• **PROBLEM TO WORK ON**: Where does the word "FfiAbi" show up in the data? Please find each such line and copy it.

Data items:
[Start of section]

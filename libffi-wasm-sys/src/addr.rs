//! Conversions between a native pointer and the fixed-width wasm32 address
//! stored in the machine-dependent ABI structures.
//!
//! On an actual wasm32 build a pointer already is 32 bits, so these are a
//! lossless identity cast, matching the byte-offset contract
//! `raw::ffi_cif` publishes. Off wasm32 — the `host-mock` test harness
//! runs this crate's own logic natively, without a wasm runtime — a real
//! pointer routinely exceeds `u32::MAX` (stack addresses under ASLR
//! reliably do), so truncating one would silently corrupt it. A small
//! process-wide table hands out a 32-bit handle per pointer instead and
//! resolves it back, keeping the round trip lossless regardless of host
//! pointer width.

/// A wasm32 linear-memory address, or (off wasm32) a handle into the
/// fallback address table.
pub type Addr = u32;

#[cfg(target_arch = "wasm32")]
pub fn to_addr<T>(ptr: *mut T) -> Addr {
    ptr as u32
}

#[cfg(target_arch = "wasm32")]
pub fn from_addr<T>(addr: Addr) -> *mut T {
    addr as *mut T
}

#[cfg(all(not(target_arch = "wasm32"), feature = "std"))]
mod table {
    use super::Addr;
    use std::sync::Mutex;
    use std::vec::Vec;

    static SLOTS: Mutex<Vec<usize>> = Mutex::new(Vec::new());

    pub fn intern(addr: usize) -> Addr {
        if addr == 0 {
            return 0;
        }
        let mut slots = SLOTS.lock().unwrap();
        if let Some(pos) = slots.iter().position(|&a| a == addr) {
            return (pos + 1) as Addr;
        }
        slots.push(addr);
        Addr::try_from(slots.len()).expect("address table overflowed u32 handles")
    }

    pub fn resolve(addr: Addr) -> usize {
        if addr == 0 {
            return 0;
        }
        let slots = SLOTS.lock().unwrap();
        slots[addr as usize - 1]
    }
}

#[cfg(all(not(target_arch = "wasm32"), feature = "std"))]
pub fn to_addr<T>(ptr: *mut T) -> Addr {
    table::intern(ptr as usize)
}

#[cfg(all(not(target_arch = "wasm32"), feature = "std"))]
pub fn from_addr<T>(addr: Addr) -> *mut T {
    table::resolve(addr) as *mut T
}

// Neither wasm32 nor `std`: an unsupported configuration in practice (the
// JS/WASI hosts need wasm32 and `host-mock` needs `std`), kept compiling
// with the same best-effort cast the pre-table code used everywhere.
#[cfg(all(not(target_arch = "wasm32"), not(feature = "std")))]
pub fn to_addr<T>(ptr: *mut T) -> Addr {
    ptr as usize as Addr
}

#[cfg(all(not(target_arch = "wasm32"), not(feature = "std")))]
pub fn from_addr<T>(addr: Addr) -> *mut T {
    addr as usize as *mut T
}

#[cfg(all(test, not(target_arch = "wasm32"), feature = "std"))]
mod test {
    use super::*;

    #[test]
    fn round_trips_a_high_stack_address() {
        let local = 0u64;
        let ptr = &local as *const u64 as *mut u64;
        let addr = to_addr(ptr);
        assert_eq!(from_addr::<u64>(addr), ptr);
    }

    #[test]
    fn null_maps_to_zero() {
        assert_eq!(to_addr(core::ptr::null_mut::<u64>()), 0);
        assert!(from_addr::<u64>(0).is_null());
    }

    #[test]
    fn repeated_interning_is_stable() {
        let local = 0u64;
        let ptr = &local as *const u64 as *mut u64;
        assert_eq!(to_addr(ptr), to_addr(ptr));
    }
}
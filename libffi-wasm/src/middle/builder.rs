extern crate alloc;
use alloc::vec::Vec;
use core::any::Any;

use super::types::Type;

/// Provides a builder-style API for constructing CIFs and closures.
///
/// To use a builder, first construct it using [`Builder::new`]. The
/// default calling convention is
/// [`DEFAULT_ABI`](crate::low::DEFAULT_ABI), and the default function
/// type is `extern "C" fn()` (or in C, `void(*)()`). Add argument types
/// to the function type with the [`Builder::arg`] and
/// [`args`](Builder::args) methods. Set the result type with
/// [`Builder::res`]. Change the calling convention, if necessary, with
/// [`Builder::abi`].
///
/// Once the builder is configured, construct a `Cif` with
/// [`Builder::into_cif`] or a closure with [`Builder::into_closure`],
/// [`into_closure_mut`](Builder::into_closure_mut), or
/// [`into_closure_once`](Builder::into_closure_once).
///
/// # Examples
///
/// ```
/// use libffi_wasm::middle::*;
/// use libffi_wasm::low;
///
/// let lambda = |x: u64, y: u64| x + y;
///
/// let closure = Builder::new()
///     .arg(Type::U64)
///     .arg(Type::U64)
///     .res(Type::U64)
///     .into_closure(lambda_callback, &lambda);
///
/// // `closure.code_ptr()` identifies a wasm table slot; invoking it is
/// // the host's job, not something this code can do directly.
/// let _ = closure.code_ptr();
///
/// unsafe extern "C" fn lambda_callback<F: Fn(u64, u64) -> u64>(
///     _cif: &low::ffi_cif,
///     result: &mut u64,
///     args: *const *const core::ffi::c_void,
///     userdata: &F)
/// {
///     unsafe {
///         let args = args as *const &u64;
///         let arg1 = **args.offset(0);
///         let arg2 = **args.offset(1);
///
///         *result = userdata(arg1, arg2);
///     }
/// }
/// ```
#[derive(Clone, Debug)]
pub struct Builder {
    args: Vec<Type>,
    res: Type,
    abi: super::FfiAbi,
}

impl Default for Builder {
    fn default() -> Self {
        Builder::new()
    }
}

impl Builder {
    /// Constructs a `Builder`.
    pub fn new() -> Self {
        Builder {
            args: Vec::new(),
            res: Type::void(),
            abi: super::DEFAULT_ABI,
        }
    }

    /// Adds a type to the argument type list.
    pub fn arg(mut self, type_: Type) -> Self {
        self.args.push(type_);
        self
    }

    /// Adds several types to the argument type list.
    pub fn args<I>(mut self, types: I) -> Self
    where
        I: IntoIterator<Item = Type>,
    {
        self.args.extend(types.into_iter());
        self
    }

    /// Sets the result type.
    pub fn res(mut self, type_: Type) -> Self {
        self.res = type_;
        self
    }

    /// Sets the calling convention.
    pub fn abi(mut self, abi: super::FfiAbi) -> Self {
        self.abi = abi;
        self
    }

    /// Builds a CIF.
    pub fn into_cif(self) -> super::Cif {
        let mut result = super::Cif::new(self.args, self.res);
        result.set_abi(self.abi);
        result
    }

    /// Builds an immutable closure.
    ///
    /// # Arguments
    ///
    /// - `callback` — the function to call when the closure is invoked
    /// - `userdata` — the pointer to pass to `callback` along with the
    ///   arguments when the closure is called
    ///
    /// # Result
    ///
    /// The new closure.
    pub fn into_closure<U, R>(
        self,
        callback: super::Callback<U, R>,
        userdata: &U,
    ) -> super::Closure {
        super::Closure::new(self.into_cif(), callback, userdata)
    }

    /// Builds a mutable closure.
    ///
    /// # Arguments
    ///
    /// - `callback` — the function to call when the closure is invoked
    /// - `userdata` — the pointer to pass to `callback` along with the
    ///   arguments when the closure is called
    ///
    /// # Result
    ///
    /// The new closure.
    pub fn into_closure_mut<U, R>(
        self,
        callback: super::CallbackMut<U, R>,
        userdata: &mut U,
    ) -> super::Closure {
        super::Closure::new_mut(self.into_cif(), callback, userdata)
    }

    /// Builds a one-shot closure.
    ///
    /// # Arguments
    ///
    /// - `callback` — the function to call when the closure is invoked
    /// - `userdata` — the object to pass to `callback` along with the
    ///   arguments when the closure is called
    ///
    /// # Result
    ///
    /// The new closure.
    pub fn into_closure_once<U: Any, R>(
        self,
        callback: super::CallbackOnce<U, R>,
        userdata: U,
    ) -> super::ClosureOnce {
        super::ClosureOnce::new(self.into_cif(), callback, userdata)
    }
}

[End of section]

• **ANSWER TO THIS TASK**:
    abi: super::FfiAbi,
    pub fn abi(mut self, abi: super::FfiAbi) -> Self {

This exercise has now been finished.